You can click on Serverless vLLM
at the top of the
Explore Templates
page on RunPod.
Be sure to specify your model name and maximum model length. (Refer to the docs).
git clone https://github.com/ashleykleynhans/runpod-vllm-scripts.git
cd runpod-vllm-scripts
python3 -m venv venv
source venv/bin/activate
pip3 install -r requirements.txt
Note
The MODEL
is the path to the model on Hugging Face Hub
and not the full URL. For example,
https://huggingface.co/cognitivecomputations/dolphin-2.9.1-llama-3-8b
would be cognitivecomputations/dolphin-2.9.1-llama-3-8b
.
- Copy the file
.env.example
to a new file called.env
. - Edit the
.env
file and set your RunPod API key, RunPod Endpoint ID, and model path to the model on Hugging Face Hub. - Save the file.

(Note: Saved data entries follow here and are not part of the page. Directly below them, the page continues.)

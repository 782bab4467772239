/// Schema materialization
///
/// Derives the remote classes an export needs from the input tables and
/// creates them. Labels are the distinct values of the designated type
/// column, or the single default label when none is designated.

use super::connection::Connection;
use super::export::ExportOptions;
use super::graph::Graph;
use crate::error::{BridgeError, BridgeResult};
use crate::table::{Table, Value};
use crate::types::ClassKind;
use std::collections::BTreeSet;
use tracing::{debug, info};

/// Label assignment for one side of the graph
#[derive(Debug, Clone, PartialEq, Eq)]
pub struct SidePlan {
    pub kind: ClassKind,
    /// Column the labels are read from, `None` for the default label
    pub type_column: Option<String>,
    /// Label used for rows without a type (no column, or a null cell)
    pub default_label: String,
    /// Distinct labels, sorted; empty for an empty untyped table
    pub labels: Vec<String>,
    /// Some row has a null type cell and goes to the default label
    pub untyped_rows: bool,
}

impl SidePlan {
    fn build(
        kind: ClassKind,
        table: &Table,
        type_column: Option<&str>,
        default_label: &str,
    ) -> BridgeResult<Self> {
        let (labels, untyped_rows) = match type_column {
            None if table.is_empty() => (Vec::new(), false),
            None => (vec![default_label.to_string()], true),
            Some(column) => {
                if !table.schema().contains(column) {
                    return Err(BridgeError::ColumnNotFound {
                        side: kind,
                        column: column.to_string(),
                    });
                }
                let values = table.distinct(column)?;
                let untyped = values.iter().any(Value::is_null);
                let labels: BTreeSet<String> = values
                    .iter()
                    .map(|value| label_text(value, default_label))
                    .collect();
                (labels.into_iter().collect(), untyped)
            }
        };

        Ok(Self {
            kind,
            type_column: type_column.map(str::to_string),
            default_label: default_label.to_string(),
            labels,
            untyped_rows,
        })
    }

    /// Label of a cell taken from the type column
    pub fn label_of(&self, value: &Value) -> String {
        label_text(value, &self.default_label)
    }

    /// Column the class name of `label` folds back into on import
    ///
    /// The default class holds rows whose type cell was null, so it carries
    /// no label column and those rows come back with a null type.
    pub fn label_column(&self, label: &str) -> Option<&str> {
        if self.untyped_rows && label == self.default_label {
            return None;
        }
        self.type_column.as_deref()
    }
}

fn label_text(value: &Value, default_label: &str) -> String {
    if value.is_null() {
        default_label.to_string()
    } else {
        value.to_string()
    }
}

/// Remote classes for both sides of one export
#[derive(Debug, Clone, PartialEq, Eq)]
pub struct SchemaPlan {
    pub vertices: SidePlan,
    pub edges: SidePlan,
}

/// Compute the schema plan without touching the server
///
/// # Returns
/// * `Err(BridgeError::ColumnNotFound)` if a designated type column is not a
///   column of its table
pub fn plan(
    graph: &Graph,
    vertex_type_column: Option<&str>,
    edge_type_column: Option<&str>,
    options: &ExportOptions,
) -> BridgeResult<SchemaPlan> {
    Ok(SchemaPlan {
        vertices: SidePlan::build(
            ClassKind::Vertex,
            &graph.vertices,
            vertex_type_column,
            &options.default_vertex_label,
        )?,
        edges: SidePlan::build(
            ClassKind::Edge,
            &graph.edges,
            edge_type_column,
            &options.default_edge_label,
        )?,
    })
}

/// Plan the schema and create every class it names
///
/// Existing classes are left as they are, so materializing twice is a no-op.
pub async fn materialize(
    conn: &Connection,
    graph: &Graph,
    vertex_type_column: Option<&str>,
    edge_type_column: Option<&str>,
    options: &ExportOptions,
) -> BridgeResult<SchemaPlan> {
    let plan = plan(graph, vertex_type_column, edge_type_column, options)?;
    apply(conn, &plan).await?;
    Ok(plan)
}

/// Create the classes of an already computed plan
pub async fn apply(conn: &Connection, plan: &SchemaPlan) -> BridgeResult<()> {
    let mut created = 0;
    for side in [&plan.vertices, &plan.edges] {
        for label in &side.labels {
            let fresh = conn
                .session()
                .create_class(side.kind, label, side.label_column(label))
                .await
                .map_err(|e| BridgeError::from_server(conn.url(), e))?;
            if fresh {
                created += 1;
                debug!("Created {} class {}", side.kind, label);
            }
        }
    }
    info!(
        "Schema ready on {}: {} vertex and {} edge classes ({} new)",
        conn.url(),
        plan.vertices.labels.len(),
        plan.edges.labels.len(),
        created
    );
    Ok(())
}

#[cfg(test)]
mod tests {
    use super::*;
    use crate::bridge::connection::{resolve, Credentials, OpenMode};
    use crate::error::ErrorKind;
    use crate::server::MemoryServer;
    use crate::table::Schema;

    fn graph() -> Graph {
        let vertices = Table::from_rows(
            Schema::parse("id:str,gender:str").unwrap(),
            vec![
                vec!["1".into(), "M".into()],
                vec!["2".into(), "F".into()],
                vec!["3".into(), Value::Null],
            ],
        )
        .unwrap();
        let edges = Table::from_rows(
            Schema::parse("src:str,dst:str,edge_type:str").unwrap(),
            vec![
                vec!["1".into(), "2".into(), "friend".into()],
                vec!["2".into(), "3".into(), "follower".into()],
            ],
        )
        .unwrap();
        Graph::new(vertices, edges)
    }

    #[test]
    fn test_plan_default_labels() {
        let plan = plan(&graph(), None, None, &ExportOptions::default()).unwrap();
        assert_eq!(plan.vertices.labels, vec!["V"]);
        assert_eq!(plan.edges.labels, vec!["E"]);
        assert_eq!(plan.vertices.type_column, None);
        assert_eq!(plan.vertices.label_column("V"), None);
    }

    #[test]
    fn test_plan_empty_untyped_side_has_no_labels() {
        let mut graph = graph();
        graph.edges = Table::new(graph.edges.schema().clone());
        let plan = plan(&graph, None, None, &ExportOptions::default()).unwrap();
        assert_eq!(plan.vertices.labels, vec!["V"]);
        assert!(plan.edges.labels.is_empty());
    }

    #[test]
    fn test_plan_typed_labels_sorted() {
        let plan = plan(&graph(), Some("gender"), Some("edge_type"), &ExportOptions::default()).unwrap();
        // the null gender falls back to the default label
        assert_eq!(plan.vertices.labels, vec!["F", "M", "V"]);
        assert_eq!(plan.edges.labels, vec!["follower", "friend"]);
        assert!(plan.vertices.untyped_rows);
        assert!(!plan.edges.untyped_rows);
        assert_eq!(plan.vertices.label_column("F"), Some("gender"));
        assert_eq!(plan.vertices.label_column("V"), None);
    }

    #[test]
    fn test_plan_missing_column() {
        let err = plan(&graph(), Some("ERR"), None, &ExportOptions::default()).unwrap_err();
        assert_eq!(err.kind(), ErrorKind::Schema);
        assert!(err.to_string().contains("Cannot connect to the remote server/database"));

        let err = plan(&graph(), None, Some("ERR"), &ExportOptions::default()).unwrap_err();
        assert!(matches!(
            err,
            BridgeError::ColumnNotFound {
                side: ClassKind::Edge,
                ..
            }
        ));
    }

    #[tokio::test]
    async fn test_materialize_twice_is_noop() {
        let server = MemoryServer::new("localhost", 2424, "root");
        let conn = resolve(
            &server,
            "memory:schema_twice",
            &Credentials::new("admin", "admin", "root"),
            OpenMode::CreateIfMissing,
        )
        .await
        .unwrap();
        let graph = graph();
        let options = ExportOptions::default();

        let first = materialize(&conn, &graph, Some("gender"), Some("edge_type"), &options)
            .await
            .unwrap();
        let second = materialize(&conn, &graph, Some("gender"), Some("edge_type"), &options)
            .await
            .unwrap();
        assert_eq!(first, second);

        let classes = conn.session().classes(ClassKind::Vertex).await.unwrap();
        let names: Vec<&str> = classes.iter().map(|c| c.name.as_str()).collect();
        assert_eq!(names, vec!["F", "M", "V"]);
        let label_columns: Vec<Option<&str>> =
            classes.iter().map(|c| c.label_column.as_deref()).collect();
        assert_eq!(label_columns, vec![Some("gender"), Some("gender"), None]);
        assert_eq!(conn.session().classes(ClassKind::Edge).await.unwrap().len(), 2);
    }
}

Script Name | Description |
---|---|
chat_completions.py | Chat completions WITHOUT streaming |
chat_completions_streaming.py | Chat completions WITH streaming |
completions.py | Completions WITHOUT streaming |
completions_streaming.py | Completions WITH streaming |
list_models.py | List Available models |
Once you have installed the scripts and activated the env, you can run any of the above scripts, for example:
python3 chat_completions_streaming.py
You obviously need to edit the scripts to set your prompt, message, model, etc.